Todo aquello a nuestro alrededor, miremos donde miremos, está imbuido en la esencia mersa; pensado en lo mersa, adecuado a lo mersa. Y así planteado resta la pregunta de cómo se puede tomar esta distancia que un humilde servidor y sus lectores están tomando. ¡Pues si lógicamente no la hay! ¿Por qué habría de haber tal cosa? Si lo mersa bien puede ser cuestión de grado, o incluso hasta una sana normalidad; pero además tenemos vínculos incuestionables con el mersa, que no podemos romper. Nos une la especie, nos une la masa; nos une el hambre y la deriva existencial.

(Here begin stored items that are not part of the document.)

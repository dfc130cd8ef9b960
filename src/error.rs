//! Error types for grid access and level loading.

use thiserror::Error;

/// Grid access and construction failures.
///
/// Both variants indicate a caller bug: the input layer must clamp cells
/// before calling in, and level data must carry positive dimensions.
#[derive(Debug, Clone, Copy, PartialEq, Eq, Error)]
pub enum GridError {
    #[error("cell ({x}, {y}) is outside the {width}x{height} grid")]
    OutOfBounds {
        x: i32,
        y: i32,
        width: u32,
        height: u32,
    },

    #[error("grid dimensions must be positive, got {width}x{height}")]
    InvalidDimensions { width: i64, height: i64 },
}

/// Failures while building a level from a layout.
#[derive(Debug, Error)]
pub enum LevelError {
    #[error(transparent)]
    Grid(#[from] GridError),

    #[error("layout places more than one block at ({x}, {y})")]
    Overlap { x: i32, y: i32 },

    #[error("layout json: {0}")]
    Json(#[from] serde_json::Error),

    #[error("io: {0}")]
    Io(#[from] std::io::Error),
}

impl GridError {
    /// Returns true if this is an OutOfBounds error.
    pub fn is_out_of_bounds(&self) -> bool {
        matches!(self, GridError::OutOfBounds { .. })
    }
}

/// Result type for grid operations.
pub type Result<T> = std::result::Result<T, GridError>;
//! Propagation settings
//!
//! Persisted as JSON next to the level files.

use std::fs;
use std::path::Path;

use serde::{Deserialize, Serialize};

use crate::consts::MIN_INTENSITY;
use crate::error::LevelError;

/// Tunable beam propagation parameters
#[derive(Debug, Clone, Copy, PartialEq, Serialize, Deserialize)]
#[serde(default)]
pub struct Settings {
    /// Colour multiplier applied to each splitter branch (1.0 = lossless)
    pub splitter_attenuation: f32,
    /// Beams whose strongest channel drops below this are blocked
    pub min_intensity: f32,
}

impl Default for Settings {
    fn default() -> Self {
        Self {
            splitter_attenuation: 1.0,
            min_intensity: MIN_INTENSITY,
        }
    }
}

impl Settings {
    /// Load settings from a JSON file, falling back to defaults
    pub fn load(path: impl AsRef<Path>) -> Self {
        let path = path.as_ref();
        match fs::read_to_string(path) {
            Ok(json) => match serde_json::from_str(&json) {
                Ok(settings) => {
                    log::info!("Loaded settings from {}", path.display());
                    settings
                }
                Err(e) => {
                    log::warn!("Malformed settings in {}: {}", path.display(), e);
                    Self::default()
                }
            },
            Err(e) => {
                log::warn!("No settings at {} ({}), using defaults", path.display(), e);
                Self::default()
            }
        }
    }

    /// Save settings as pretty JSON
    pub fn save(&self, path: impl AsRef<Path>) -> Result<(), LevelError> {
        let json = serde_json::to_string_pretty(self)?;
        fs::write(path.as_ref(), json)?;
        log::info!("Settings saved");
        Ok(())
    }
}
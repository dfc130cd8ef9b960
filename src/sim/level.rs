//! Level state: the grid, its beam sources and their segment trees
//!
//! Every mutation goes through here so the scheduler sees it before the next
//! one is accepted.

use std::collections::{BTreeMap, BTreeSet};

use glam::{IVec2, Vec3};

use super::block::{Block, Emitter};
use super::grid::Grid;
use super::scheduler::{EmitterId, RecomputeScheduler};
use super::segment::SegmentTree;
use crate::consts::COLOR_TOLERANCE;
use crate::error::Result;
use crate::settings::Settings;

/// Discrete player intent aimed at one cell
#[derive(Debug, Clone, Copy, PartialEq)]
pub enum Intent {
    Rotate { clockwise: bool },
    Interact,
    Place(Block),
    Remove,
}

/// Outcome of one cell mutation
#[derive(Debug, Clone, PartialEq)]
pub struct BlockChange {
    pub cell: IVec2,
    pub old: Block,
    pub new: Block,
    /// Emitters whose trees were rebuilt or discarded
    pub affected: BTreeSet<EmitterId>,
}

impl BlockChange {
    /// True if the cell content did not change
    pub fn is_noop(&self) -> bool {
        self.old == self.new
    }
}

/// True if every channel of `beam` reaches `wanted`, within tolerance
pub fn covers(beam: Vec3, wanted: Vec3) -> bool {
    beam.cmpge(wanted - Vec3::splat(COLOR_TOLERANCE)).all()
}

#[derive(Debug, Clone)]
pub struct Level {
    grid: Grid,
    external: BTreeMap<u32, Emitter>,
    next_emitter_id: u32,
    scheduler: RecomputeScheduler,
}

impl Level {
    /// Empty level with default settings
    pub fn new(width: i64, height: i64) -> Result<Self> {
        Ok(Self::from_grid(Grid::new(width, height)?, Settings::default()))
    }

    /// Wrap an existing grid and build every beam
    pub fn from_grid(grid: Grid, settings: Settings) -> Self {
        let mut level = Self {
            grid,
            external: BTreeMap::new(),
            next_emitter_id: 0,
            scheduler: RecomputeScheduler::new(settings),
        };
        let emitters = level.emitters();
        level.scheduler.rebuild_all(&level.grid, &emitters);
        log::info!(
            "Level {}x{} ready with {} beam(s)",
            level.grid.width(),
            level.grid.height(),
            emitters.len()
        );
        level
    }

    pub fn grid(&self) -> &Grid {
        &self.grid
    }

    pub fn settings(&self) -> &Settings {
        self.scheduler.settings()
    }

    pub fn scheduler(&self) -> &RecomputeScheduler {
        &self.scheduler
    }

    /// All active beam sources: emitter blocks first, then external ones
    pub fn emitters(&self) -> Vec<(EmitterId, Emitter)> {
        self.grid
            .emitters()
            .map(|e| (EmitterId::cell(e.origin), e))
            .chain(self.external.iter().map(|(id, e)| (EmitterId::External(*id), *e)))
            .collect()
    }

    /// Externally registered emitters, by id
    pub fn external_emitters(&self) -> impl Iterator<Item = (u32, &Emitter)> {
        self.external.iter().map(|(id, e)| (*id, e))
    }

    pub fn tree(&self, id: EmitterId) -> Option<&SegmentTree> {
        self.scheduler.tree(id)
    }

    pub fn trees(&self) -> impl Iterator<Item = (EmitterId, &SegmentTree)> {
        self.scheduler.trees()
    }

    fn mutate(&mut self, cell: IVec2, f: impl FnOnce(Block) -> Block) -> Result<BlockChange> {
        let old = self.grid.get(cell)?;
        let new = f(old);
        self.grid.set(cell, new)?;
        let emitters = self.emitters();
        let affected = self
            .scheduler
            .on_block_changed(&self.grid, cell, &old, &new, &emitters);
        Ok(BlockChange {
            cell,
            old,
            new,
            affected,
        })
    }

    /// Quarter-turn the block at `cell`; no-op for unrotatable blocks
    pub fn rotate(&mut self, cell: IVec2, clockwise: bool) -> Result<BlockChange> {
        self.mutate(cell, |b| b.rotated(clockwise))
    }

    /// Toggle the block at `cell`
    pub fn interact(&mut self, cell: IVec2) -> Result<BlockChange> {
        self.mutate(cell, Block::interacted)
    }

    /// Replace the block at `cell`
    pub fn place(&mut self, cell: IVec2, block: Block) -> Result<BlockChange> {
        self.mutate(cell, |_| block)
    }

    /// Clear `cell` back to `Empty`
    pub fn remove(&mut self, cell: IVec2) -> Result<BlockChange> {
        self.mutate(cell, |_| Block::Empty)
    }

    pub fn apply(&mut self, cell: IVec2, intent: Intent) -> Result<BlockChange> {
        match intent {
            Intent::Rotate { clockwise } => self.rotate(cell, clockwise),
            Intent::Interact => self.interact(cell),
            Intent::Place(block) => self.place(cell, block),
            Intent::Remove => self.remove(cell),
        }
    }

    /// Register a beam source that is not a grid block
    pub fn add_emitter(&mut self, emitter: Emitter) -> EmitterId {
        let id = self.next_emitter_id;
        self.next_emitter_id += 1;
        self.external.insert(id, emitter);
        let emitters = self.emitters();
        self.scheduler.on_emitters_changed(&self.grid, &emitters);
        EmitterId::External(id)
    }

    /// Unregister an external emitter, discarding its tree
    pub fn remove_emitter(&mut self, id: u32) -> Option<Emitter> {
        let removed = self.external.remove(&id)?;
        let emitters = self.emitters();
        self.scheduler.on_emitters_changed(&self.grid, &emitters);
        Some(removed)
    }

    /// Whether a beam covering `color` lands on `cell`
    pub fn is_lit(&self, cell: IVec2, color: Vec3) -> bool {
        self.trees().any(|(_, tree)| {
            tree.stopped_at()
                .any(|(hit, beam)| hit == cell && covers(beam, color))
        })
    }

    /// Every target cell with its colour
    pub fn targets(&self) -> impl Iterator<Item = (IVec2, Vec3)> + '_ {
        self.grid.iter().filter_map(|(cell, block)| match block {
            Block::Target { color } => Some((cell, color)),
            _ => None,
        })
    }

    /// Target cells currently lit by a matching beam
    pub fn lit_targets(&self) -> Vec<IVec2> {
        self.targets()
            .filter(|(cell, color)| self.is_lit(*cell, *color))
            .map(|(cell, _)| cell)
            .collect()
    }

    /// All targets lit, and there is at least one
    pub fn is_solved(&self) -> bool {
        let mut targets = self.targets().peekable();
        targets.peek().is_some() && targets.all(|(cell, color)| self.is_lit(cell, color))
    }
}

#[cfg(test)]
mod tests {
    use super::*;
    use crate::sim::direction::Direction;
    use crate::sim::segment::Termination;

    const RED: Vec3 = Vec3::new(1.0, 0.0, 0.0);

    #[test]
    fn test_rotate_round_trip_restores_block() {
        let mut level = Level::new(4, 5).unwrap();
        let cell = IVec2::new(2, 0);
        level.place(cell, Block::mirror(0)).unwrap();
        let before = level.grid().get(cell).unwrap();

        let cw = level.rotate(cell, true).unwrap();
        assert_eq!(cw.old, before);
        let ccw = level.rotate(cell, false).unwrap();
        assert_eq!(ccw.new, before);
    }

    #[test]
    fn test_rotate_plain_is_noop() {
        let mut level = Level::new(4, 5).unwrap();
        level.add_emitter(Emitter::new(IVec2::ZERO, Direction::East, RED));
        let change = level.place(IVec2::new(2, 0), Block::Plain).unwrap();
        assert_eq!(change.affected.len(), 1);

        let change = level.rotate(IVec2::new(2, 0), true).unwrap();
        assert!(change.is_noop());
        assert!(change.affected.is_empty());
    }

    #[test]
    fn test_out_of_bounds_intent_is_rejected() {
        let mut level = Level::new(4, 5).unwrap();
        let err = level
            .apply(IVec2::new(9, 9), Intent::Rotate { clockwise: true })
            .unwrap_err();
        assert!(err.is_out_of_bounds());
    }

    #[test]
    fn test_emitter_block_added_and_removed() {
        let mut level = Level::new(4, 5).unwrap();
        let cell = IVec2::new(0, 2);
        let id = EmitterId::cell(cell);

        let change = level.place(cell, Block::emitter(RED, 0)).unwrap();
        assert!(change.affected.contains(&id));
        let tree = level.tree(id).unwrap();
        assert_eq!(tree.segments()[0].end, glam::Vec2::new(3.0, 2.0));

        let change = level.interact(cell).unwrap();
        assert!(change.affected.contains(&id));
        assert!(level.tree(id).is_none());

        level.interact(cell).unwrap();
        assert!(level.tree(id).is_some());
        let change = level.remove(cell).unwrap();
        assert!(change.affected.contains(&id));
        assert!(level.tree(id).is_none());
    }

    #[test]
    fn test_emitter_block_rotation_redirects_beam() {
        let mut level = Level::new(4, 5).unwrap();
        let cell = IVec2::new(1, 2);
        level.place(cell, Block::emitter(RED, 0)).unwrap();
        level.rotate(cell, false).unwrap();
        let tree = level.tree(EmitterId::cell(cell)).unwrap();
        assert_eq!(tree.segments()[0].direction, Direction::North);
        assert_eq!(tree.segments()[0].end, glam::Vec2::new(1.0, 4.0));
    }

    #[test]
    fn test_target_lit_and_solved() {
        let mut level = Level::new(4, 5).unwrap();
        assert!(!level.is_solved());
        level.add_emitter(Emitter::new(IVec2::ZERO, Direction::East, RED));
        level.place(IVec2::new(2, 3), Block::target(RED)).unwrap();
        assert!(!level.is_solved());

        level.place(IVec2::new(2, 0), Block::mirror(0)).unwrap();
        assert!(level.is_lit(IVec2::new(2, 3), RED));
        assert!(!level.is_lit(IVec2::new(2, 3), Vec3::new(0.0, 1.0, 0.0)));
        assert_eq!(level.lit_targets(), vec![IVec2::new(2, 3)]);
        assert!(level.is_solved());

        let tree = level.tree(EmitterId::External(0)).unwrap();
        let last = tree.segments().last().unwrap();
        assert_eq!(last.termination, Termination::Stopped(IVec2::new(2, 3)));
    }

    #[test]
    fn test_remove_external_emitter() {
        let mut level = Level::new(4, 5).unwrap();
        let EmitterId::External(id) = level.add_emitter(Emitter::new(IVec2::ZERO, Direction::East, RED))
        else {
            panic!("expected external id");
        };
        assert_eq!(level.trees().count(), 1);
        assert!(level.remove_emitter(id).is_some());
        assert_eq!(level.trees().count(), 0);
        assert!(level.remove_emitter(id).is_none());
    }

    #[test]
    fn test_covers_tolerance() {
        assert!(covers(Vec3::ONE, RED));
        assert!(covers(Vec3::new(0.97, 0.0, 0.0), RED));
        assert!(!covers(Vec3::new(0.5, 0.0, 0.0), RED));
    }
}
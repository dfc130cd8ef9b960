//! Deterministic simulation module
//!
//! All beam logic lives here. This module must be pure and deterministic:
//! - No global state; grid and emitters are passed in, trees are returned
//! - Stable iteration order (row-major cells, ordered emitter ids)
//! - No rendering or platform dependencies

pub mod block;
pub mod direction;
pub mod grid;
pub mod level;
pub mod propagate;
pub mod scheduler;
pub mod segment;

pub use block::{BeamEffect, Block, Emitter, reflect};
pub use direction::{Direction, Rotation};
pub use grid::Grid;
pub use level::{BlockChange, Intent, Level, covers};
pub use propagate::{propagate, propagate_with};
pub use scheduler::{EmitterId, RecomputeScheduler};
pub use segment::{Segment, SegmentId, SegmentTree, Termination};
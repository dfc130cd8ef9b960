//! Compass directions and quarter-turn rotation state
//!
//! Grid space is y-up: `North` is +y, `East` is +x. Every direction is a unit
//! step in cell space so a ray advances exactly one cell per step.

use glam::IVec2;
use serde::{Deserialize, Serialize};

use crate::consts::ROTATION_STATES;

/// One of the 8 compass directions a beam can travel in
#[derive(Debug, Clone, Copy, PartialEq, Eq, PartialOrd, Ord, Hash, Serialize, Deserialize)]
pub enum Direction {
    East,
    NorthEast,
    North,
    NorthWest,
    West,
    SouthWest,
    South,
    SouthEast,
}

impl Direction {
    /// Counter-clockwise order starting at East (45° apart)
    pub const ALL: [Self; 8] = [
        Self::East,
        Self::NorthEast,
        Self::North,
        Self::NorthWest,
        Self::West,
        Self::SouthWest,
        Self::South,
        Self::SouthEast,
    ];

    fn index(self) -> usize {
        self as usize
    }

    /// Cell offset for one step in this direction
    pub fn offset(self) -> IVec2 {
        match self {
            Self::East => IVec2::new(1, 0),
            Self::NorthEast => IVec2::new(1, 1),
            Self::North => IVec2::new(0, 1),
            Self::NorthWest => IVec2::new(-1, 1),
            Self::West => IVec2::new(-1, 0),
            Self::SouthWest => IVec2::new(-1, -1),
            Self::South => IVec2::new(0, -1),
            Self::SouthEast => IVec2::new(1, -1),
        }
    }

    /// Inverse of `offset`; None for anything that is not a unit compass step
    pub fn from_offset(offset: IVec2) -> Option<Self> {
        Self::ALL.into_iter().find(|d| d.offset() == offset)
    }

    pub fn reversed(self) -> Self {
        Self::ALL[(self.index() + 4) % 8]
    }

    pub fn is_diagonal(self) -> bool {
        self.index() % 2 == 1
    }

    /// Turn clockwise by `quarters` quarter-turns
    pub fn rotated_cw(self, quarters: u8) -> Self {
        let steps = (quarters % ROTATION_STATES) as usize * 2;
        Self::ALL[(self.index() + 8 - steps) % 8]
    }
}

/// Quarter-turn rotation state of a block (0..4)
#[derive(Debug, Clone, Copy, PartialEq, Eq, Default, Hash, Serialize, Deserialize)]
#[serde(try_from = "u8", into = "u8")]
pub struct Rotation(u8);

impl Rotation {
    pub const ZERO: Self = Self(0);

    pub fn new(quarters: u8) -> Self {
        Self(quarters % ROTATION_STATES)
    }

    pub fn quarters(self) -> u8 {
        self.0
    }

    /// Advance by one quarter-turn in the given sense (wraps mod 4)
    pub fn turned(self, clockwise: bool) -> Self {
        if clockwise {
            Self((self.0 + 1) % ROTATION_STATES)
        } else {
            Self((self.0 + ROTATION_STATES - 1) % ROTATION_STATES)
        }
    }

    /// Odd states are the `\` diagonal for mirrors and splitters
    pub fn is_odd(self) -> bool {
        self.0 % 2 == 1
    }
}

impl TryFrom<u8> for Rotation {
    type Error = String;

    fn try_from(value: u8) -> Result<Self, Self::Error> {
        if value < ROTATION_STATES {
            Ok(Self(value))
        } else {
            Err(format!("rotation must be below {ROTATION_STATES}, got {value}"))
        }
    }
}

impl From<Rotation> for u8 {
    fn from(rotation: Rotation) -> Self {
        rotation.0
    }
}

#[cfg(test)]
mod tests {
    use super::*;

    #[test]
    fn test_offsets_round_trip() {
        for d in Direction::ALL {
            assert_eq!(Direction::from_offset(d.offset()), Some(d));
        }
        assert_eq!(Direction::from_offset(IVec2::new(2, 0)), None);
    }

    #[test]
    fn test_rotated_cw() {
        assert_eq!(Direction::East.rotated_cw(1), Direction::South);
        assert_eq!(Direction::East.rotated_cw(3), Direction::North);
        assert_eq!(Direction::NorthEast.rotated_cw(1), Direction::SouthEast);
        assert_eq!(Direction::West.rotated_cw(4), Direction::West);
    }

    #[test]
    fn test_reversed() {
        assert_eq!(Direction::North.reversed(), Direction::South);
        assert_eq!(Direction::SouthWest.reversed(), Direction::NorthEast);
    }

    #[test]
    fn test_rotation_wraps() {
        let r = Rotation::ZERO.turned(false);
        assert_eq!(r.quarters(), 3);
        assert_eq!(r.turned(true), Rotation::ZERO);
        assert_eq!(Rotation::new(6).quarters(), 2);
    }

    #[test]
    fn test_rotation_rejects_out_of_range() {
        assert!(serde_json::from_str::<Rotation>("4").is_err());
        assert_eq!(serde_json::from_str::<Rotation>("3").unwrap(), Rotation::new(3));
    }
}
//! Segment arena for one beam
//!
//! Segments are stored in a flat `Vec` and linked by index, so parent/child
//! links stay valid while the arena grows during a build.

use std::collections::HashSet;

use glam::{IVec2, Vec2, Vec3};
use serde::{Deserialize, Serialize};

use super::block::Emitter;
use super::direction::Direction;

/// Stable index of a segment inside its tree
#[derive(Debug, Clone, Copy, PartialEq, Eq, PartialOrd, Ord, Hash, Serialize, Deserialize)]
pub struct SegmentId(pub u32);

impl SegmentId {
    #[inline]
    pub fn index(self) -> usize {
        self.0 as usize
    }
}

/// Why a straight run ended
#[derive(Debug, Clone, Copy, PartialEq, Eq, Serialize, Deserialize)]
pub enum Termination {
    /// Walked off the grid; `end` is the last in-bounds cell centre
    Exit,
    /// Hit an opaque cell or was fully absorbed; `end` is that cell's entry face
    Stopped(IVec2),
    /// Bounced off a mirror at this cell's centre
    Reflected(IVec2),
    /// Divided by a splitter at this cell's centre
    Split(IVec2),
    /// Would retrace a (cell, direction) already lit by this beam
    Cycle,
}

/// One straight run of a beam
#[derive(Debug, Clone, PartialEq, Serialize, Deserialize)]
pub struct Segment {
    pub start: Vec2,
    pub end: Vec2,
    pub direction: Direction,
    /// Colour entering the segment
    pub color: Vec3,
    /// Colour after any tints along the run, handed to children
    pub exit_color: Vec3,
    pub termination: Termination,
    pub parent: Option<SegmentId>,
    pub children: Vec<SegmentId>,
}

impl Segment {
    pub fn length(&self) -> f32 {
        self.start.distance(self.end)
    }
}

/// All segments produced by one emitter, rooted at `root()`
#[derive(Debug, Clone, PartialEq)]
pub struct SegmentTree {
    emitter: Emitter,
    segments: Vec<Segment>,
    /// Cells the beam entered or was stopped by, including the origin
    touched: HashSet<IVec2>,
}

impl SegmentTree {
    pub(crate) fn new(emitter: Emitter) -> Self {
        let mut touched = HashSet::new();
        touched.insert(emitter.origin);
        Self {
            emitter,
            segments: Vec::new(),
            touched,
        }
    }

    /// Append a finished segment and link it under its parent
    pub(crate) fn push(&mut self, segment: Segment) -> SegmentId {
        let id = SegmentId(self.segments.len() as u32);
        if let Some(parent) = segment.parent {
            self.segments[parent.index()].children.push(id);
        }
        self.segments.push(segment);
        id
    }

    pub(crate) fn touch(&mut self, cell: IVec2) {
        self.touched.insert(cell);
    }

    pub fn emitter(&self) -> &Emitter {
        &self.emitter
    }

    /// The segment leaving the emitter
    pub fn root(&self) -> SegmentId {
        SegmentId(0)
    }

    pub fn get(&self, id: SegmentId) -> Option<&Segment> {
        self.segments.get(id.index())
    }

    pub fn parent(&self, id: SegmentId) -> Option<SegmentId> {
        self.get(id).and_then(|s| s.parent)
    }

    pub fn children(&self, id: SegmentId) -> &[SegmentId] {
        self.get(id).map(|s| s.children.as_slice()).unwrap_or(&[])
    }

    pub fn len(&self) -> usize {
        self.segments.len()
    }

    pub fn is_empty(&self) -> bool {
        self.segments.is_empty()
    }

    /// Segments in build (breadth-first) order
    pub fn iter(&self) -> impl Iterator<Item = (SegmentId, &Segment)> {
        self.segments
            .iter()
            .enumerate()
            .map(|(i, s)| (SegmentId(i as u32), s))
    }

    pub fn segments(&self) -> &[Segment] {
        &self.segments
    }

    /// Whether the beam passed through, turned in, or was stopped by `cell`
    pub fn touches(&self, cell: IVec2) -> bool {
        self.touched.contains(&cell)
    }

    /// Every cell `touches` reports, in no particular order
    pub fn lit_cells(&self) -> impl Iterator<Item = IVec2> + '_ {
        self.touched.iter().copied()
    }

    /// Cells where a run was stopped, with the colour that arrived there
    pub fn stopped_at(&self) -> impl Iterator<Item = (IVec2, Vec3)> + '_ {
        self.segments.iter().filter_map(|s| match s.termination {
            Termination::Stopped(cell) => Some((cell, s.exit_color)),
            _ => None,
        })
    }
}
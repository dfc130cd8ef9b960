//! Rectangular block grid
//!
//! Pure data: bounds-checked reads and writes, nothing else.

use glam::IVec2;

use super::block::{Block, Emitter};
use crate::consts::MAX_CELLS;
use crate::error::{GridError, Result};

/// Fixed-size grid of blocks, row-major with y=0 as the first row
#[derive(Debug, Clone, PartialEq)]
pub struct Grid {
    width: u32,
    height: u32,
    cells: Vec<Block>,
}

impl Grid {
    /// Create an all-`Empty` grid; both dimensions must be positive and the
    /// cell count at most `MAX_CELLS`
    pub fn new(width: i64, height: i64) -> Result<Self> {
        let invalid = GridError::InvalidDimensions { width, height };
        let valid = |n: i64| n > 0 && n <= i64::from(i32::MAX);
        if !valid(width) || !valid(height) {
            return Err(invalid);
        }
        let (width, height) = (width as u32, height as u32);
        let count = (width as usize)
            .checked_mul(height as usize)
            .filter(|&n| n <= MAX_CELLS)
            .ok_or(invalid)?;
        Ok(Self {
            width,
            height,
            cells: vec![Block::Empty; count],
        })
    }

    #[inline]
    pub fn width(&self) -> u32 {
        self.width
    }

    #[inline]
    pub fn height(&self) -> u32 {
        self.height
    }

    /// Number of cells
    #[inline]
    pub fn area(&self) -> usize {
        self.cells.len()
    }

    #[inline]
    pub fn contains(&self, cell: IVec2) -> bool {
        cell.x >= 0 && cell.y >= 0 && (cell.x as u32) < self.width && (cell.y as u32) < self.height
    }

    fn index(&self, cell: IVec2) -> Result<usize> {
        if !self.contains(cell) {
            return Err(GridError::OutOfBounds {
                x: cell.x,
                y: cell.y,
                width: self.width,
                height: self.height,
            });
        }
        Ok(cell.y as usize * self.width as usize + cell.x as usize)
    }

    pub fn get(&self, cell: IVec2) -> Result<Block> {
        let i = self.index(cell)?;
        Ok(self.cells[i])
    }

    /// Store a block, returning the one it replaced
    pub fn set(&mut self, cell: IVec2, block: Block) -> Result<Block> {
        let i = self.index(cell)?;
        Ok(std::mem::replace(&mut self.cells[i], block))
    }

    /// All cells with their blocks, row by row
    pub fn iter(&self) -> impl Iterator<Item = (IVec2, Block)> + '_ {
        let width = self.width as usize;
        self.cells
            .iter()
            .enumerate()
            .map(move |(i, b)| (IVec2::new((i % width) as i32, (i / width) as i32), *b))
    }

    /// Enabled emitter blocks in row-major order
    pub fn emitters(&self) -> impl Iterator<Item = Emitter> + '_ {
        self.iter().filter_map(|(cell, block)| block.emitter_at(cell))
    }
}

#[cfg(test)]
mod tests {
    use super::*;
    use glam::Vec3;

    #[test]
    fn test_new_rejects_bad_dimensions() {
        assert_eq!(
            Grid::new(0, 5),
            Err(GridError::InvalidDimensions { width: 0, height: 5 })
        );
        assert!(Grid::new(4, -1).is_err());
        assert!(Grid::new(4, 5).is_ok());
    }

    #[test]
    fn test_new_rejects_oversized_grids() {
        let huge = i64::from(i32::MAX);
        assert_eq!(
            Grid::new(huge, huge),
            Err(GridError::InvalidDimensions { width: huge, height: huge })
        );
        assert!(Grid::new(MAX_CELLS as i64 + 1, 1).is_err());
        assert_eq!(Grid::new(MAX_CELLS as i64, 1).map(|g| g.area()), Ok(MAX_CELLS));
    }

    #[test]
    fn test_default_cells_are_empty() {
        let grid = Grid::new(3, 2).unwrap();
        assert_eq!(grid.area(), 6);
        assert!(grid.iter().all(|(_, b)| b == Block::Empty));
    }

    #[test]
    fn test_get_set_bounds() {
        let mut grid = Grid::new(4, 5).unwrap();
        let prev = grid.set(IVec2::new(3, 4), Block::Plain).unwrap();
        assert_eq!(prev, Block::Empty);
        assert_eq!(grid.get(IVec2::new(3, 4)).unwrap(), Block::Plain);
        assert_eq!(grid.set(IVec2::new(3, 4), Block::Plain).unwrap(), Block::Plain);

        let err = grid.get(IVec2::new(4, 0)).unwrap_err();
        assert!(err.is_out_of_bounds());
        assert!(grid.set(IVec2::new(0, -1), Block::Plain).is_err());
    }

    #[test]
    fn test_iter_coordinates() {
        let mut grid = Grid::new(3, 2).unwrap();
        grid.set(IVec2::new(2, 1), Block::Plain).unwrap();
        let found: Vec<_> = grid.iter().filter(|(_, b)| *b == Block::Plain).collect();
        assert_eq!(found, vec![(IVec2::new(2, 1), Block::Plain)]);
    }

    #[test]
    fn test_emitters_skip_disabled() {
        let mut grid = Grid::new(3, 3).unwrap();
        grid.set(IVec2::new(0, 0), Block::emitter(Vec3::X, 0)).unwrap();
        grid.set(IVec2::new(1, 1), Block::emitter(Vec3::Y, 0).interacted())
            .unwrap();
        let emitters: Vec<_> = grid.emitters().collect();
        assert_eq!(emitters.len(), 1);
        assert_eq!(emitters[0].origin, IVec2::ZERO);
    }
}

Podemos fantasear con un mundo futuro donde la gente ya ha hecho cosas como conectarse todos el cerebro entre sí y finalmente tener un poco de compasión por el otro, pero no podemos imaginar un mundo sin siquiera una parte de nosotros mismos; no sin caer en lo mersa una vez más, y así formar parte de esa interminable cadena de la estupidez humana, que no se entiende bien si estaría mejor representada con una orgía o con una picadora de carne, o si es una cuestión de perspectiva, o si simplemente habría que dejarse llevar por algunas cosas y entender un poco menos y entonces, tal vez, sólo tal vez, el pánico de la escena del buey que no tiene muchas ganas de ser achurado y te está mirando fijo y te está apuntando con los cuernos, sólo tal vez decía te inspire a sacarte una selfie y cagarte de la risa celebrando que esa ahora la podés contar incluso después de muerto. Quien sabe, quizás la mersada original está en aquellos dibujitos en aquellas paredes de aquella cueva de sabrá dios cuándo.